I think that’s what yoga is all about: breathing through the tough patches and honoring where you are. And looking good in yoga pants.
So this is where I am right now and it’s okay. I will embrace the crippled hamster within. And feed it a grape. Namaste, crippled hamster. Namaste.
You are a source of levity to me. Thank you!
I’m glad I can provide a source of levity. Thank you for taking the time to read it!
Indeed, Fathead. Yoga is good for the soul. Especially for mama-types who wake up on the wrong side of savasana.
Yes it is! And I need it in giant, heaping spoon fulls. Namaste.
I can promise you at least one thing. You are not the most flatulent person. I promise. There are a great many of us who are very, very flatulent.
It is comforting to know that I am not alone, perhaps not for the ozone layer, but for me.
I am laughing out loud. So much so, that it deserved more than an abbreviation of LOL.
Thank you, Renee. My small, furry ego appreciates the validation.
You are so, hilariously, welcome 🙂
Laughing at yourself. That’s a good thing. Wait, maybe it was me laughing at you.
Either one works for me. I always feel better if I can laugh at my predicament. If others can laugh too, all the better.

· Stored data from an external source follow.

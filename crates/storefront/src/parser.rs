//! Product list decoding.
//!
//! The commerce API answers with JSON when asked nicely, but some edge nodes ignore the
//! `Accept` header and serve the XML rendition of the same resource. JSON is tried
//! first, XML second; when both fail the error carries a short preview of the body.

use tracing::{debug, warn};

use crate::error::{Result, StorefrontError};
use crate::models::ProductListResponse;

/// Maximum number of payload bytes included in a parse error.
pub const PREVIEW_LEN: usize = 128;

pub fn parse_product_list(body: &[u8]) -> Result<ProductListResponse> {
    let json_err = match serde_json::from_slice::<ProductListResponse>(body) {
        Ok(response) => return Ok(response),
        Err(e) => e,
    };

    debug!(error = %json_err, "product list is not json, trying xml");

    let xml_result = std::str::from_utf8(body)
        .map_err(|e| e.to_string())
        .and_then(|text| {
            quick_xml::de::from_str::<ProductListResponse>(text).map_err(|e| e.to_string())
        });

    match xml_result {
        Ok(response) => Ok(response),
        Err(xml_err) => {
            let preview = preview(body);
            warn!(json = %json_err, xml = %xml_err, preview = %preview, "failed to parse product list");
            Err(StorefrontError::Parse {
                json: json_err.to_string(),
                xml: xml_err,
                preview,
            })
        }
    }
}

/// Lossy, char-boundary-safe prefix of `body` for diagnostics.
pub fn preview(body: &[u8]) -> String {
    let text = String::from_utf8_lossy(body);
    if text.len() <= PREVIEW_LEN {
        return text.into_owned();
    }

    let mut end = PREVIEW_LEN;
    while !text.is_char_boundary(end) {
        end -= 1;
    }
    format!("{}...", &text[..end])
}

#[cfg(test)]
mod tests {
    use super::*;

    const JSON_BODY: &str = r#"{
        "currentPage": 0,
        "totalPageCount": 1,
        "totalProductCount": 1,
        "products": [
            {
                "code": "3005816",
                "name": "PlayStation 5 Console",
                "preOrderProduct": false,
                "purchasable": true,
                "price": {
                    "basePrice": "$499.99",
                    "currencyIso": "USD",
                    "currencySymbol": "$",
                    "decimalPrice": "499.99",
                    "value": 499.99
                },
                "stock": { "stockLevelStatus": "outOfStock" },
                "streetDate": "2020-11-12T05:00:00Z",
                "categoryHierarchy": [{ "code": "consoles", "name": "Consoles" }]
            }
        ]
    }"#;

    const XML_BODY: &str = r#"<?xml version="1.0" encoding="UTF-8"?>
<productList>
    <currentPage>0</currentPage>
    <totalPageCount>1</totalPageCount>
    <totalProductCount>1</totalProductCount>
    <products>
        <code>3005816</code>
        <name>PlayStation 5 Console</name>
        <preOrderProduct>false</preOrderProduct>
        <purchasable>true</purchasable>
        <price>
            <basePrice>$499.99</basePrice>
            <currencyIso>USD</currencyIso>
            <currencySymbol>$</currencySymbol>
            <decimalPrice>499.99</decimalPrice>
            <value>499.99</value>
        </price>
        <stock>
            <stockLevelStatus>outOfStock</stockLevelStatus>
        </stock>
        <streetDate>2020-11-12T05:00:00Z</streetDate>
        <categoryHierarchy>
            <code>consoles</code>
            <name>Consoles</name>
        </categoryHierarchy>
    </products>
</productList>"#;

    #[test]
    fn test_parse_json() {
        let response = parse_product_list(JSON_BODY.as_bytes()).unwrap();
        assert_eq!(response.total_product_count, 1);
        let product = response.first().unwrap();
        assert_eq!(product.code, "3005816");
        assert_eq!(product.stock_level_status(), "outOfStock");
        assert_eq!(product.price.currency_iso, "USD");
        assert!(product.street_date.is_some());
    }

    #[test]
    fn test_xml_fallback_matches_json() {
        let from_json = parse_product_list(JSON_BODY.as_bytes()).unwrap();
        let from_xml = parse_product_list(XML_BODY.as_bytes()).unwrap();
        assert_eq!(from_json, from_xml);
    }

    #[test]
    fn test_empty_product_list() {
        let response = parse_product_list(br#"{"currentPage":0,"products":[]}"#).unwrap();
        assert!(response.is_empty());
        assert!(response.first().is_none());
    }

    #[test]
    fn test_garbage_reports_preview() {
        let body = "x".repeat(400);
        let err = parse_product_list(body.as_bytes()).unwrap_err();
        match err {
            StorefrontError::Parse { preview, .. } => {
                assert_eq!(preview.len(), PREVIEW_LEN + 3);
                assert!(preview.ends_with("..."));
            }
            other => panic!("unexpected error: {other:?}"),
        }
    }

    #[test]
    fn test_preview_respects_char_boundaries() {
        let body = "é".repeat(100);
        let preview = preview(body.as_bytes());
        assert!(preview.ends_with("..."));
        assert!(preview.len() <= PREVIEW_LEN + 3);
    }

    #[test]
    fn test_short_preview_is_verbatim() {
        assert_eq!(preview(b"oops"), "oops");
    }
}
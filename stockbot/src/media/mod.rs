//! GIF decorations.

mod giphy;

pub use giphy::{GiphyClient, NoGifs};

use async_trait::async_trait;

use crate::Result;

/// Looks up a single media URL for a search term.
#[async_trait]
pub trait GifProvider: Send + Sync {
    async fn random_gif(&self, term: &str) -> Result<String>;
}
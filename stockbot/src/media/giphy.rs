use std::time::Duration;

use async_trait::async_trait;
use reqwest::Client;
use serde::Deserialize;
use tracing::debug;

use super::GifProvider;
use crate::{Error, Result};

const RANDOM_ENDPOINT: &str = "https://api.giphy.com/v1/gifs/random";

/// Giphy's random endpoint answers `data: []` when nothing matches, so the payload
/// is kept untyped.
#[derive(Debug, Deserialize)]
struct RandomResponse {
    #[serde(default)]
    data: serde_json::Value,
}

impl RandomResponse {
    fn url(&self) -> Option<&str> {
        self.data
            .get("url")
            .and_then(|url| url.as_str())
            .filter(|url| !url.is_empty())
    }
}

pub struct GiphyClient {
    client: Client,
    api_key: String,
}

impl GiphyClient {
    pub fn new(api_key: impl Into<String>, timeout: Duration) -> Result<Self> {
        storefront::install_rustls_provider();
        let client = Client::builder().timeout(timeout).build()?;
        Ok(Self::with_client(client, api_key))
    }

    pub fn with_client(client: Client, api_key: impl Into<String>) -> Self {
        Self {
            client,
            api_key: api_key.into(),
        }
    }
}

#[async_trait]
impl GifProvider for GiphyClient {
    async fn random_gif(&self, term: &str) -> Result<String> {
        let response = self
            .client
            .get(RANDOM_ENDPOINT)
            .query(&[("api_key", self.api_key.as_str()), ("tag", term)])
            .send()
            .await?
            .error_for_status()?;

        let body: RandomResponse = response.json().await?;
        let url = body
            .url()
            .ok_or_else(|| Error::Other(format!("no gif found for '{term}'")))?;
        debug!(term, url, "Picked gif");
        Ok(url.to_string())
    }
}

/// Provider used when no API key is configured.
pub struct NoGifs;

#[async_trait]
impl GifProvider for NoGifs {
    async fn random_gif(&self, _term: &str) -> Result<String> {
        Err(Error::Other("gif lookups are disabled".to_string()))
    }
}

Make sure the grape you feed it has been smooshed…and sat around with other grapes…until it has furmented…and tastes like wine…yea Feed that hamster grapes….
Mmm, good pointer. Fermented grapes. Yes, that would shut that hamster right up.
Whoa. Sorry, Fathead, but your priorities are all out of whack. When did being less flatulent become a virtue? Think of expelling your bodily gasses like a Scientologist would – you’re just removing the thetans who are holding you back (until you pay your $87,000 auditing bill) from your body. Bloody snot – no different. I mean, wouldn’t you rather the red boogers be in a tissue than in your sinuses? Finally, people who do headstands often have flat skulls. This is not something to aspire to.
Hmm. Good point. I would have to change my blog to Flathead Follies, which doesn’t carry the same sentimental attachment.
I thought Flatulence was one of the seven deadly sins: Lust, Flatulence, Greed, Sloth, Wrath, Envy, Pride…No? I could be wrong. I just assumed being lusty and flatulent was bad. It’s generally inconvenient to be both at the same time. But then again inconvenient isn’t the same as deadly. You’re probably right on that one too.